» AVAILABLE DATA
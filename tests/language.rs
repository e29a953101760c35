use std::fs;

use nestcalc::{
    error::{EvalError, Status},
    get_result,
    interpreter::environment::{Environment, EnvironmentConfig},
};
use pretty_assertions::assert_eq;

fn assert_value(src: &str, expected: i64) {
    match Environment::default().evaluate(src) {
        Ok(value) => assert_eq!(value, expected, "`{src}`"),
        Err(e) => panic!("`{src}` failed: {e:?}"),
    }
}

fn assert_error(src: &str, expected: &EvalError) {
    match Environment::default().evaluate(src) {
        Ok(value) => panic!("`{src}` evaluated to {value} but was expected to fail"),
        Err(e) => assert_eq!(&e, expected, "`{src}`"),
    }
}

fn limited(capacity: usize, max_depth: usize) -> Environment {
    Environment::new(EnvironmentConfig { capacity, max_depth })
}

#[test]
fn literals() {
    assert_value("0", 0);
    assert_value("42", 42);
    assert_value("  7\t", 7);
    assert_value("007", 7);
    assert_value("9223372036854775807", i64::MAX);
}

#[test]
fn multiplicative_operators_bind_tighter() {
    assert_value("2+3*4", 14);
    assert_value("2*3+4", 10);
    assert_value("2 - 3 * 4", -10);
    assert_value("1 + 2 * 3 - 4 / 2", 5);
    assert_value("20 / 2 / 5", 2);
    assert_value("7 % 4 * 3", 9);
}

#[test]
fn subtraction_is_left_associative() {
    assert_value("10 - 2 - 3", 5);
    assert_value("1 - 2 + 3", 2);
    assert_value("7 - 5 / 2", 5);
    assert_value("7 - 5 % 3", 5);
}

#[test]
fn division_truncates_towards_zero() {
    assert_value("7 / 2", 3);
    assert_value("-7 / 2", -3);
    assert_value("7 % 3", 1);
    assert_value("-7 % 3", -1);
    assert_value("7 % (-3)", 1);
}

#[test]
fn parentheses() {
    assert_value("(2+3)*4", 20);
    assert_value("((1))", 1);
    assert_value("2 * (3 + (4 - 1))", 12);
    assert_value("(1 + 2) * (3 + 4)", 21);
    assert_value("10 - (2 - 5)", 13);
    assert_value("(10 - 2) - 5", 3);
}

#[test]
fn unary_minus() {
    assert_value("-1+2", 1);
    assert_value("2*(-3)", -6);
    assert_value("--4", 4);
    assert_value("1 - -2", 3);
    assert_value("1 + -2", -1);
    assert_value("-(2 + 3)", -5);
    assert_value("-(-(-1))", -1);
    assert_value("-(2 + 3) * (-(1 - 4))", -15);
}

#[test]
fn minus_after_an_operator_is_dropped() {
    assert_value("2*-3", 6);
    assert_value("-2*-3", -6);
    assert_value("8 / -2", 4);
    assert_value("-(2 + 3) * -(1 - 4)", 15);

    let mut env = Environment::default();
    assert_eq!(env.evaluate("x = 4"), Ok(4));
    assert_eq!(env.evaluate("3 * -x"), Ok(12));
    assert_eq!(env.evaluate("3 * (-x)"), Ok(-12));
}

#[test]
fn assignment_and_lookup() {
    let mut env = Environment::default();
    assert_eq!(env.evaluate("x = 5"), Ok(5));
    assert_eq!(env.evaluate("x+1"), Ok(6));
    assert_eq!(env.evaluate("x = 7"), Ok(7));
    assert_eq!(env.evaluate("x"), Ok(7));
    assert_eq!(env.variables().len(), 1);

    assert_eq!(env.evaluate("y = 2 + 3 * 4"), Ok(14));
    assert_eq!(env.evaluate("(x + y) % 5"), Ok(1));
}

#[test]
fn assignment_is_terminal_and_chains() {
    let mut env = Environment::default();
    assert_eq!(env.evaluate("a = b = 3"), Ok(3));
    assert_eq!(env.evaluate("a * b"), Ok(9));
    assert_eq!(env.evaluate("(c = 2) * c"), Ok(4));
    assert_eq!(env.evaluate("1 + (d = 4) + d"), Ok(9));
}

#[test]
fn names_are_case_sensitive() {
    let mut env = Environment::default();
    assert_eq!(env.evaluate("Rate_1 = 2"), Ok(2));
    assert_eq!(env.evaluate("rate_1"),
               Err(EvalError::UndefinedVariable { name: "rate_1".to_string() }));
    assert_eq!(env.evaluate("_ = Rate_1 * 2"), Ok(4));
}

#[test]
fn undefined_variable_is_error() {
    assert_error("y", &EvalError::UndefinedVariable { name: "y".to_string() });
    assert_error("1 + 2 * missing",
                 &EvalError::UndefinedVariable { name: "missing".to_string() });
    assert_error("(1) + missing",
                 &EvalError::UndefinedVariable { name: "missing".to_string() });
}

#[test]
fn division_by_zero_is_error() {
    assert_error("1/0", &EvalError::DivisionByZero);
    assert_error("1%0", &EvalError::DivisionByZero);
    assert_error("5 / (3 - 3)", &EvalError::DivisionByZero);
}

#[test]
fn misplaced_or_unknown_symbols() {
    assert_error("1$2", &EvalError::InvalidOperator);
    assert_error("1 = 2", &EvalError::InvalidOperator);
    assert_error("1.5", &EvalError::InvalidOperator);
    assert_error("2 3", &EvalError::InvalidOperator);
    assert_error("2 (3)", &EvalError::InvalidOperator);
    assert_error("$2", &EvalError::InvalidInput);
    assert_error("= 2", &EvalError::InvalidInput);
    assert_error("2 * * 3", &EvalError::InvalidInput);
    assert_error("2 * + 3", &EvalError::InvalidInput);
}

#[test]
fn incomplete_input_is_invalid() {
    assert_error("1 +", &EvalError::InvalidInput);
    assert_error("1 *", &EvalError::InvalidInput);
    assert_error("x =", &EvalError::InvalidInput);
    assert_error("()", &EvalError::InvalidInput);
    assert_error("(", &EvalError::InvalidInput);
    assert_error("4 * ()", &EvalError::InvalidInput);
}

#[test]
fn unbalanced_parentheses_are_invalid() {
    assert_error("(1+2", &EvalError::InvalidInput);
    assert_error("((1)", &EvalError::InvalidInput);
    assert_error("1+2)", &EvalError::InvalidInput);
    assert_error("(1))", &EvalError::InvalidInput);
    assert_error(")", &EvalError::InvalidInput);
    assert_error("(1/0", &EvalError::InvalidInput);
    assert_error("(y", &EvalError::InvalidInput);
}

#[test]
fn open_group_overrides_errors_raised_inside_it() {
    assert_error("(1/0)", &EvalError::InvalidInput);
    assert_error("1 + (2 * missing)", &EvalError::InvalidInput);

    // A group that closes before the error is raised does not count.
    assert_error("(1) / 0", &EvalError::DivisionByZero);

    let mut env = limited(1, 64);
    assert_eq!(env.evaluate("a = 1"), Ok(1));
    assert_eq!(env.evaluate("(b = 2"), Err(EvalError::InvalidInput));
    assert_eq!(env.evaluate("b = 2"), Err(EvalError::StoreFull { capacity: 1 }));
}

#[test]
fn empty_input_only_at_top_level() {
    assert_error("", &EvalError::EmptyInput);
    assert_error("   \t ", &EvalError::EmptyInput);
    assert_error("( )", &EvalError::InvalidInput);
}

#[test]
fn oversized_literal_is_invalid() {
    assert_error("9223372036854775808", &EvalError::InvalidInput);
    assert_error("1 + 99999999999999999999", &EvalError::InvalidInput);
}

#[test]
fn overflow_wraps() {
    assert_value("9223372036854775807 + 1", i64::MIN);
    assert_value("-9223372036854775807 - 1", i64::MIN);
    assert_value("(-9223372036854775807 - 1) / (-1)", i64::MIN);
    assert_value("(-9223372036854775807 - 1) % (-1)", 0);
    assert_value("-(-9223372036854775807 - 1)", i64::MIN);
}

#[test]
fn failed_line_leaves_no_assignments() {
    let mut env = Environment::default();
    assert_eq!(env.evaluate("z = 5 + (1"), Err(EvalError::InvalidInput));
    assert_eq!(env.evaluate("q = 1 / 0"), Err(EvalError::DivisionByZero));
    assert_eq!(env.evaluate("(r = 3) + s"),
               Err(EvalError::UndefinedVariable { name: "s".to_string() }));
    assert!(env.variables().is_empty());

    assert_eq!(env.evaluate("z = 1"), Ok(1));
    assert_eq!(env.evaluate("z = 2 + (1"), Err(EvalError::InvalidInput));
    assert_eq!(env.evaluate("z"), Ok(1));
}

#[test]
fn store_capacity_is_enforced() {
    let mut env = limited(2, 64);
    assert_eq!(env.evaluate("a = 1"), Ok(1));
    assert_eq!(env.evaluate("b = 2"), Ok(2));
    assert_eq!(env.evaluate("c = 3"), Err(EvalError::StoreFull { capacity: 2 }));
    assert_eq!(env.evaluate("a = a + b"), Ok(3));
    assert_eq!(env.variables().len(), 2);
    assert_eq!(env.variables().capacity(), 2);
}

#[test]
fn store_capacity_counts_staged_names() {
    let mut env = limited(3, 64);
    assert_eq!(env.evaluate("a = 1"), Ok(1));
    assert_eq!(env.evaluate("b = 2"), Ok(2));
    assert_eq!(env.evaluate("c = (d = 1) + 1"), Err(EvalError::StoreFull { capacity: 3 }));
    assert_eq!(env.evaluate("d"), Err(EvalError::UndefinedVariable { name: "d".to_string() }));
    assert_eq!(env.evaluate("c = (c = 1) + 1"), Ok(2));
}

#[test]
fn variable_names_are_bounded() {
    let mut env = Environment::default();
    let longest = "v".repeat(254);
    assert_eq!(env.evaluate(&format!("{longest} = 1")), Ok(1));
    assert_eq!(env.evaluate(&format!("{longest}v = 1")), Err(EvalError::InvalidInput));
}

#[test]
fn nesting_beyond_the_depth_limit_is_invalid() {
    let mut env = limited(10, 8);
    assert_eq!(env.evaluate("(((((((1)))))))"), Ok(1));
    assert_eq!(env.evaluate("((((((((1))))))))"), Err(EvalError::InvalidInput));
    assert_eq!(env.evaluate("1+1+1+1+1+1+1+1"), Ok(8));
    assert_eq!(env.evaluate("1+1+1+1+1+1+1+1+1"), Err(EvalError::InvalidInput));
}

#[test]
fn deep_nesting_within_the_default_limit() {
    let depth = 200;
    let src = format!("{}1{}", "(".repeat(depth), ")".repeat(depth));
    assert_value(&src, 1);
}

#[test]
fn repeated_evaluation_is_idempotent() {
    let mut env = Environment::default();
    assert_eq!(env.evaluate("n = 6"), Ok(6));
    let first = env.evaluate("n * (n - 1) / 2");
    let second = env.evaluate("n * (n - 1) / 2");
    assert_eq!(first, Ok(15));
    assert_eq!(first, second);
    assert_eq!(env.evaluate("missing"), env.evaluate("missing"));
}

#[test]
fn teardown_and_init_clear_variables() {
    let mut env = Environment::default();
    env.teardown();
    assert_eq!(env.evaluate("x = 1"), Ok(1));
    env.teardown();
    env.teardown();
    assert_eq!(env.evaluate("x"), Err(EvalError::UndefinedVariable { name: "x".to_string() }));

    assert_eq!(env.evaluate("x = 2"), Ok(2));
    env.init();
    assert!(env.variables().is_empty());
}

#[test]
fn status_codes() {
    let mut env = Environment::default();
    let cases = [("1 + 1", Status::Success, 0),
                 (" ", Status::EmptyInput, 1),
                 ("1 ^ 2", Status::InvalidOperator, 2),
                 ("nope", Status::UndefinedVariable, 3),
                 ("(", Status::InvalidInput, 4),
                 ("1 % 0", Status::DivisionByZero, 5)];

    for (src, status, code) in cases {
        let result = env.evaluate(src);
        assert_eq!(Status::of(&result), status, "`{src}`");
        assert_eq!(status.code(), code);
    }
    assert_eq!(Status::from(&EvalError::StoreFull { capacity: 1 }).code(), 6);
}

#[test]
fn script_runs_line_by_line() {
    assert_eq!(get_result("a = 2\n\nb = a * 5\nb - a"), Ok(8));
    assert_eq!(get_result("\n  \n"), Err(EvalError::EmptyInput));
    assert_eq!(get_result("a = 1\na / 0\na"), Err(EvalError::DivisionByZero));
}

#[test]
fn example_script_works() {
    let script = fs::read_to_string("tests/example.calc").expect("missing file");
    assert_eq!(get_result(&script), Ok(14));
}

» WHAT THE TASK ASKS
Read through the entries and copy every line that includes "EnvironmentConfig".

» TASK RESPONSE
    interpreter::environment::{Environment, EnvironmentConfig},
    Environment::new(EnvironmentConfig { capacity, max_depth })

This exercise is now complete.